6 In its new form, it is a dangerous concoction. It has destabilised geopolitics by robbing
the EU of one of its biggest members. It has divided the British Isles and exposed
constitutional problems that wise statesmen have done their best to conceal. Britain has
always been a peculiar multinational kingdom because one of its component parts,
England, accounts for 84% of its population and more than 85% of its income. Brexit has
thrown this contradiction into sharp relief and revealed growing weariness with the
union. In 2018 a poll showed that three-quarters of Tory voters would accept Scottish
independence and the collapse of the Northern Ireland peace process as a price for Brexit.

7 For Scottish nationalists, the fact that Scotland voted to remain constitutes irresistible
grounds for holding another referendum. If the government agrees to one, they might
well win, particularly given that Britain’s reckless decision to leave the EU has neutralised
the Unionists’ strongest argument, economic prudence; if it doesn’t, the belief that they
were dragged unwillingly out of the EU will continue to fester. In Ireland the Unionists feel
betrayed by Boris Johnson’s decision to, in effect, put the border in the Irish Sea. That
weakens Ulster’s links with the mainland at a time when the demographic tide is turning
against the Protestants.

8 The Tories need to repair the damage that their flirtation with English nationalism has
caused. This means folding English nationalism into the wider carapace of British
nationalism and forging a broader patriotism that can appeal to all sides of the Brexit
argument. The party brings some distinctive resources to this battle. The Conservatives’

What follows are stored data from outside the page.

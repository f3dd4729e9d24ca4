//! FHIR wire/boundary support for patient registration.
//!
//! This crate provides **wire models** and **translation helpers** for the FHIR `Patient`
//! resources returned by the backend when an existing patient is opened for editing.
//!
//! This crate focuses on:
//! - serialisation/deserialisation of the backend JSON
//! - translation between the nested wire structs and a flat domain struct
//!
//! Unlike the registration core, this crate knows nothing about form fields. Mapping a
//! patient onto form values lives in `reg-core`.

pub mod patient;

// Re-export facade
pub use patient::Patient;

// Re-export public domain-level types
pub use patient::{AddressData, HumanNameData, IdentifierData, PatientData};

/// Errors returned by the `fhir` boundary crate.
#[derive(Debug, thiserror::Error)]
pub enum FhirError {
    #[error("invalid input: {0}")]
    InvalidInput(String),

    #[error("translation error: {0}")]
    Translation(String),
}

/// Type alias for Results that can fail with a [`FhirError`].
pub type FhirResult<T> = Result<T, FhirError>;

commitment to the Union is enshrined in its official name, the Conservative and Unionist
Party. Mr Johnson is loved by provincial Tories but was a successful mayor of London. He
demonstrated that there was no contradiction between hanging on a zip wire waving tiny
Union flags and reaching out to ethnic and sexual minorities. The government is already
mulling over a host of projects designed to bring a fractured United Kingdom back
together: embracing a global and forward-looking version of Brexit; making the border in
the Irish Sea as invisible as possible; devolving power to the English regions. But none of
this will work if the Conservative Party does not return the more bellicose advocates of
English nationalism—Rees-Mogg, Francois, Cash and their ilk—to the obscurity from
which they came.
9 Noisy English nationalists are enjoying their moment of triumph this weekend with
“Independence Day” shenanigans on the white cliffs of Dover. Mr Johnson must make this
their last hurrah and engage in his greatest piece of political alchemy to date: turning
English nationalism back into British patriotism.